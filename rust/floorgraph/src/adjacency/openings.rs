// This Source Code Form is subject to the terms of the Mozilla Public
// License, v. 2.0. If a copy of the MPL was not distributed with this
// file, You can obtain one at https://mozilla.org/MPL/2.0/.

//! Door and window connections

use std::collections::BTreeSet;

use image::{GrayImage, ImageBuffer, Luma};
use imageproc::region_labelling::{connected_components, Connectivity};
use tracing::trace;

use crate::grid::{neighbors4, Icon};
use crate::types::{Adjacency, ConnectionKind, IconMask, RegionMap, RoomId, RoomPair};

type ComponentLabels = ImageBuffer<Luma<u32>, Vec<u32>>;

/// Record one connection per opening that touches exactly two rooms
///
/// Returns the number of openings recorded.
pub(super) fn detect_openings(
    region_map: &RegionMap,
    icon_mask: &IconMask,
    adjacency: &mut Adjacency,
) -> usize {
    let mut recorded = 0;

    for (icon, kind) in [
        (Icon::Door, ConnectionKind::Door),
        (Icon::Window, ConnectionKind::Window),
    ] {
        let mask = GrayImage::from_fn(icon_mask.width(), icon_mask.height(), |x, y| {
            Luma([if icon_mask.get_pixel(x, y).0[0] == icon.value() { 255 } else { 0 }])
        });
        let labelled = connected_components(&mask, Connectivity::Four, Luma([0u8]));

        for (index, pixels) in collect_components(&labelled).iter().enumerate() {
            if pixels.is_empty() {
                continue;
            }
            let label = index as u32 + 1;
            let rooms = surrounding_rooms(&labelled, label, pixels, region_map);

            let pair = match rooms.iter().copied().collect::<Vec<_>>().as_slice() {
                [a, b] => RoomPair::new(*a, *b),
                _ => None,
            };
            match pair {
                Some(pair) => {
                    adjacency.record_opening(pair, kind, pixels.len() as u32);
                    recorded += 1;
                }
                None => trace!(
                    kind = kind.name(),
                    rooms = rooms.len(),
                    area = pixels.len(),
                    "Skipping opening that does not join exactly two rooms"
                ),
            }
        }
    }

    recorded
}

/// Pixels of each component, indexed by label - 1
fn collect_components(labelled: &ComponentLabels) -> Vec<Vec<(u32, u32)>> {
    let mut components: Vec<Vec<(u32, u32)>> = Vec::new();
    for (x, y, pixel) in labelled.enumerate_pixels() {
        let label = pixel.0[0];
        if label == 0 {
            continue;
        }
        let index = label as usize - 1;
        if components.len() <= index {
            components.resize_with(index + 1, Vec::new);
        }
        components[index].push((x, y));
    }
    components
}

/// Room ids on the one-pixel 4-connected ring around a component
fn surrounding_rooms(
    labelled: &ComponentLabels,
    label: u32,
    pixels: &[(u32, u32)],
    region_map: &RegionMap,
) -> BTreeSet<RoomId> {
    let (width, height) = labelled.dimensions();
    let mut rooms = BTreeSet::new();

    for &(x, y) in pixels {
        for (nx, ny) in neighbors4(x, y, width, height) {
            if labelled.get_pixel(nx, ny).0[0] == label {
                continue;
            }
            let id = region_map.get_pixel(nx, ny).0[0];
            if id > 0 {
                rooms.insert(id);
            }
        }
    }

    rooms
}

______________________________

TRY IT
Return the lines above exactly, keeping every word.

RESULT OF THIS TASK
filename rust/floorgraph/src/adjacency/openings.rs
// This Source Code Form is subject to the terms of the Mozilla Public
// License, v. 2.0. If a copy of the MPL was not distributed with this
// file, You can obtain one at https://mozilla.org/MPL/2.0/.

//! Door and window connections

use std::collections::BTreeSet;

use image::{GrayImage, ImageBuffer, Luma};
use imageproc::region_labelling::{connected_components, Connectivity};
use tracing::trace;

use crate::grid::{neighbors4, Icon};
use crate::types::{Adjacency, ConnectionKind, IconMask, RegionMap, RoomId, RoomPair};

type ComponentLabels = ImageBuffer<Luma<u32>, Vec<u32>>;

/// Record one connection per opening that touches exactly two rooms
///
/// Returns the number of openings recorded.
pub(super) fn detect_openings(
    region_map: &RegionMap,
    icon_mask: &IconMask,
    adjacency: &mut Adjacency,
) -> usize {
    let mut recorded = 0;

    for (icon, kind) in [
        (Icon::Door, ConnectionKind::Door),
        (Icon::Window, ConnectionKind::Window),
    ] {
        let mask = GrayImage::from_fn(icon_mask.width(), icon_mask.height(), |x, y| {
            Luma([if icon_mask.get_pixel(x, y).0[0] == icon.value() { 255 } else { 0 }])
        });
        let labelled = connected_components(&mask, Connectivity::Four, Luma([0u8]));

        for (index, pixels) in collect_components(&labelled).iter().enumerate() {
            if pixels.is_empty() {
                continue;
            }
            let label = index as u32 + 1;
            let rooms = surrounding_rooms(&labelled, label, pixels, region_map);

            let pair = match rooms.iter().copied().collect::<Vec<_>>().as_slice() {
                [a, b] => RoomPair::new(*a, *b),
                _ => None,
            };
            match pair {
                Some(pair) => {
                    adjacency.record_opening(pair, kind, pixels.len() as u32);
                    recorded += 1;
                }
                None => trace!(
                    kind = kind.name(),
                    rooms = rooms.len(),
                    area = pixels.len(),
                    "Skipping opening that does not join exactly two rooms"
                ),
            }
        }
    }

    recorded
}

/// Pixels of each component, indexed by label - 1
fn collect_components(labelled: &ComponentLabels) -> Vec<Vec<(u32, u32)>> {
    let mut components: Vec<Vec<(u32, u32)>> = Vec::new();
    for (x, y, pixel) in labelled.enumerate_pixels() {
        let label = pixel.0[0];
        if label == 0 {
            continue;
        }
        let index = label as usize - 1;
        if components.len() <= index {
            components.resize_with(index + 1, Vec::new);
        }
        components[index].push((x, y));
    }
    components
}

/// Room ids on the one-pixel 4-connected ring around a component
fn surrounding_rooms(
    labelled: &ComponentLabels,
    label: u32,
    pixels: &[(u32, u32)],
    region_map: &RegionMap,
) -> BTreeSet<RoomId> {
    let (width, height) = labelled.dimensions();
    let mut rooms = BTreeSet::new();

    for &(x, y) in pixels {
        for (nx, ny) in neighbors4(x, y, width, height) {
            if labelled.get_pixel(nx, ny).0[0] == label {
                continue;
            }
            let id = region_map.get_pixel(nx, ny).0[0];
            if id > 0 {
                rooms.insert(id);
            }
        }
    }

    rooms
}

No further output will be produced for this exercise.